> _What you should do_
In the entries below, find the line with "UpdateStatus::Verified" and the line with "pub fn is_verifying(&self)". Print those two and everything between them exactly, and nothing else.

--- START ---

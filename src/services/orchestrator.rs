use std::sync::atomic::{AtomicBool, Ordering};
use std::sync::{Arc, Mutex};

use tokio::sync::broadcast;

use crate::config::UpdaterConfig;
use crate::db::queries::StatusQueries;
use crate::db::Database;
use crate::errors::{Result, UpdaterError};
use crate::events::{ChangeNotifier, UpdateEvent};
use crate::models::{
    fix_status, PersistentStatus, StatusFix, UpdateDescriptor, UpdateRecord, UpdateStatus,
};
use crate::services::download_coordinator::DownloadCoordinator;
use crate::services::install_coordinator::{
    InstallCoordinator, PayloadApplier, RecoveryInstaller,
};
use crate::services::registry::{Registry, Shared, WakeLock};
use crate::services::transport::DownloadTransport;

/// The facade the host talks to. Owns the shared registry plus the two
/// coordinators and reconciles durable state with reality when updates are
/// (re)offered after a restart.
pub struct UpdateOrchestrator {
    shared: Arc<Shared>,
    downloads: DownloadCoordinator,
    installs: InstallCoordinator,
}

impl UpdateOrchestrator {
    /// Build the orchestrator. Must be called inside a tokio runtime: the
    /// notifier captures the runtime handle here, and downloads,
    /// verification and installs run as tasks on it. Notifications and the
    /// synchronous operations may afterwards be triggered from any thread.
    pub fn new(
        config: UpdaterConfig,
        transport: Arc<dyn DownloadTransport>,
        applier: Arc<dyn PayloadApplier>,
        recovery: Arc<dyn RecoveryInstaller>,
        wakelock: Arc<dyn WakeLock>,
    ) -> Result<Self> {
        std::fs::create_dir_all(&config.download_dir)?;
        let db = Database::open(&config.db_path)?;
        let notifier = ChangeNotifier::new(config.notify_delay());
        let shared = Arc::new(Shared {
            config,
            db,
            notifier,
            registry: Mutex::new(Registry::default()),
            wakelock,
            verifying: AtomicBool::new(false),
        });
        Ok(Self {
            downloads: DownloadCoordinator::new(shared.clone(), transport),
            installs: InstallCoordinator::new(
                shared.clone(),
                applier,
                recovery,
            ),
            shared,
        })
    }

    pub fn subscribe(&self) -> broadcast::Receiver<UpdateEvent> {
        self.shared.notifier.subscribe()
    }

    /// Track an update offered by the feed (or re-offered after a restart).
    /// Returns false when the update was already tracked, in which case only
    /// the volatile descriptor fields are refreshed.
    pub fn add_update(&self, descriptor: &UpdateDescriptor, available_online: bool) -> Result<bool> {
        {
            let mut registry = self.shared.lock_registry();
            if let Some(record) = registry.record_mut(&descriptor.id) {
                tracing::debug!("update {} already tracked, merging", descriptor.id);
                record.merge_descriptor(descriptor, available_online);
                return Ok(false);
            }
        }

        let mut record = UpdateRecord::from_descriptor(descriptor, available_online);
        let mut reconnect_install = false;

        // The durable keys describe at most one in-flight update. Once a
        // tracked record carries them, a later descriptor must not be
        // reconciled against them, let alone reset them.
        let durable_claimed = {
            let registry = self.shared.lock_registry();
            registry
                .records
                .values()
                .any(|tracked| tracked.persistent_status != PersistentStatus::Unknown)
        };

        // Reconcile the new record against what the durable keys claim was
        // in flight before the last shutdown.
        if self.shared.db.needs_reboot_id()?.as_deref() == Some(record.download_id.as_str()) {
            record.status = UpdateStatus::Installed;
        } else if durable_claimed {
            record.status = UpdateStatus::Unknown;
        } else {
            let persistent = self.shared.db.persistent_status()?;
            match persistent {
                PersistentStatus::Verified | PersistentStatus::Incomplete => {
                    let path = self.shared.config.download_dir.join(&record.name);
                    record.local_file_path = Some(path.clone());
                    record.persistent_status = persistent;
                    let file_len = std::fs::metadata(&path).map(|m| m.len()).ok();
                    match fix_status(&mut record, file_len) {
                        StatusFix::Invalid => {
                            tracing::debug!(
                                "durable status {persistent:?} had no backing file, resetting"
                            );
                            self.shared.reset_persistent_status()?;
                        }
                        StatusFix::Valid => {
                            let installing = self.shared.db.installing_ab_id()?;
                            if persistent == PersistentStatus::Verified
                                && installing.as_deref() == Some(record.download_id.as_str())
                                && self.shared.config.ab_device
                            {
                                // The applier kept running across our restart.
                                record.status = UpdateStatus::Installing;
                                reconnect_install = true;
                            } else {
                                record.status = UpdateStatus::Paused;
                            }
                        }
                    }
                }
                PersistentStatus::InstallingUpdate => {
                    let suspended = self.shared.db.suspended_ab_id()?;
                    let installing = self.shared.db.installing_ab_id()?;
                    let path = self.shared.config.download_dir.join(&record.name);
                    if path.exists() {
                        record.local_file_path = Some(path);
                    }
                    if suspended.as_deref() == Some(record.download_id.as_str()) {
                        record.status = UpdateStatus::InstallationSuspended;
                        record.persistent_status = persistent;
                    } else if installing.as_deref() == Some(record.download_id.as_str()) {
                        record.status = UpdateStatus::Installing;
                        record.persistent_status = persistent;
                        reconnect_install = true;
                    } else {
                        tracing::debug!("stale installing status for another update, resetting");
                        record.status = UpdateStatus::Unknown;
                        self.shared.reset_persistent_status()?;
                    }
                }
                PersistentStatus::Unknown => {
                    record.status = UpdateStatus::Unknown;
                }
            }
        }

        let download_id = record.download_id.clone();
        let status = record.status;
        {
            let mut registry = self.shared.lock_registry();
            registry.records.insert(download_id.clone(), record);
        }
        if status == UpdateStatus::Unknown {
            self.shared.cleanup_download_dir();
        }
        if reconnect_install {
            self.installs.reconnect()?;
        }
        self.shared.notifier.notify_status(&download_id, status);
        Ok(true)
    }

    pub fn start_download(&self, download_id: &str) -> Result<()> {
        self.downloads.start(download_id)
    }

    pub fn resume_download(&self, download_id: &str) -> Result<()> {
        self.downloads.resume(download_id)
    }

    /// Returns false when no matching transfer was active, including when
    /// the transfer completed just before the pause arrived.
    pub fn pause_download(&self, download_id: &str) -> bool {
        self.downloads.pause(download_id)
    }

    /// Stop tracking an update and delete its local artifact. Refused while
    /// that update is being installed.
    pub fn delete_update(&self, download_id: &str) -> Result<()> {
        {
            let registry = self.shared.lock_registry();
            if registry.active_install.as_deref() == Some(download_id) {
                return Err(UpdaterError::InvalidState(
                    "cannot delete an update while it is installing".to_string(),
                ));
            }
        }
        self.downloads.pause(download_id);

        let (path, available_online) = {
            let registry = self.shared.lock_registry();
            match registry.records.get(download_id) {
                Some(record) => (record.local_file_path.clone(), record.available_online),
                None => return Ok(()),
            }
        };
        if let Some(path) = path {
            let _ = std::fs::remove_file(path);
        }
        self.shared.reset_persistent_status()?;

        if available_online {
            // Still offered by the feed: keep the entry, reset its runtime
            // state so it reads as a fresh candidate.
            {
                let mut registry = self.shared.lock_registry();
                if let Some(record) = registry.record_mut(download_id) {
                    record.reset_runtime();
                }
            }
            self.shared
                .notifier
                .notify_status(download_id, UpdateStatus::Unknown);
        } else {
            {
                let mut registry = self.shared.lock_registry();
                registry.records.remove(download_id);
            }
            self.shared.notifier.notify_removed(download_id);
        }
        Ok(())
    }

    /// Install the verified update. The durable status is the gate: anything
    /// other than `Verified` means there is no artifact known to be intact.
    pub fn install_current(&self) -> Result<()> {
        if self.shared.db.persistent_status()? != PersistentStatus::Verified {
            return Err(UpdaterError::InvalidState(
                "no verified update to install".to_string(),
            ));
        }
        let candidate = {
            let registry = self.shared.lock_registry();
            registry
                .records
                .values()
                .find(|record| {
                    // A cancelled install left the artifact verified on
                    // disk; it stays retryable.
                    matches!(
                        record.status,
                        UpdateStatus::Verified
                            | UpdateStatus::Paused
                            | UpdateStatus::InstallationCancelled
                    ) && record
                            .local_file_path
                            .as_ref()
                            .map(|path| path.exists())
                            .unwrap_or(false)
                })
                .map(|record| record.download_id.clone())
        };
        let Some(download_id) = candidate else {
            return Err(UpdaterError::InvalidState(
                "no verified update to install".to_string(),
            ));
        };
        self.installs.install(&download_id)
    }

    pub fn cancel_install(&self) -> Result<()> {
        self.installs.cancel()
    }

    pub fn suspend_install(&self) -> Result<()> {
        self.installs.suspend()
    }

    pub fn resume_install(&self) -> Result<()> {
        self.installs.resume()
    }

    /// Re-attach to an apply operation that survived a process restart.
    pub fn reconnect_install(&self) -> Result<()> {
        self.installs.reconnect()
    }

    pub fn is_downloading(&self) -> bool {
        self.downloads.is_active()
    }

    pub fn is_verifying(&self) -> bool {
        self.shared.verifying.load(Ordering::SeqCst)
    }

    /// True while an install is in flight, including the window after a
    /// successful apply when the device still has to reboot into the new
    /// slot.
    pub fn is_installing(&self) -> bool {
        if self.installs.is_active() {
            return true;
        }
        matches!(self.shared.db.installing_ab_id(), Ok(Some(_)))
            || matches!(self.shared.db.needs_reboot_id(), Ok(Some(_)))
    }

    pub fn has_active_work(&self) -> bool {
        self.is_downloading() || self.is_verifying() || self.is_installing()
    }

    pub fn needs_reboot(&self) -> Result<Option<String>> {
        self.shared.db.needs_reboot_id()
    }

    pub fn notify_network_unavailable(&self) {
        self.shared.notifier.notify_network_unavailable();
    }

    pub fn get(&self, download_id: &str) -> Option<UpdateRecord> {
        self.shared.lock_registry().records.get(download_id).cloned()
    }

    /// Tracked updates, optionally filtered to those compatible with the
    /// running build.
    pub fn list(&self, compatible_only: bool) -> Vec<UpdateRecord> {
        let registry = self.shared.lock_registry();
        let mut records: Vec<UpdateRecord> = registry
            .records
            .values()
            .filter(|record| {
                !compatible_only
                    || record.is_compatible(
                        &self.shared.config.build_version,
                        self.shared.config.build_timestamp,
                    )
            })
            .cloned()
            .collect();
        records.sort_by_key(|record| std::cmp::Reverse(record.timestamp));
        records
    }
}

--- END ---

> _Exercise answer_
                        UpdateStatus::Verified
                            | UpdateStatus::Paused
                            | UpdateStatus::InstallationCancelled
                    ) && record
                            .local_file_path
                            .as_ref()
                            .map(|path| path.exists())
                            .unwrap_or(false)
                })
                .map(|record| record.download_id.clone())
        };
        let Some(download_id) = candidate else {
            return Err(UpdaterError::InvalidState(
                "no verified update to install".to_string(),
            ));
        };
        self.installs.install(&download_id)
    }

    pub fn cancel_install(&self) -> Result<()> {
        self.installs.cancel()
    }

    pub fn suspend_install(&self) -> Result<()> {
        self.installs.suspend()
    }

    pub fn resume_install(&self) -> Result<()> {
        self.installs.resume()
    }

    /// Re-attach to an apply operation that survived a process restart.
    pub fn reconnect_install(&self) -> Result<()> {
        self.installs.reconnect()
    }

    pub fn is_downloading(&self) -> bool {
        self.downloads.is_active()
    }

    pub fn is_verifying(&self) -> bool {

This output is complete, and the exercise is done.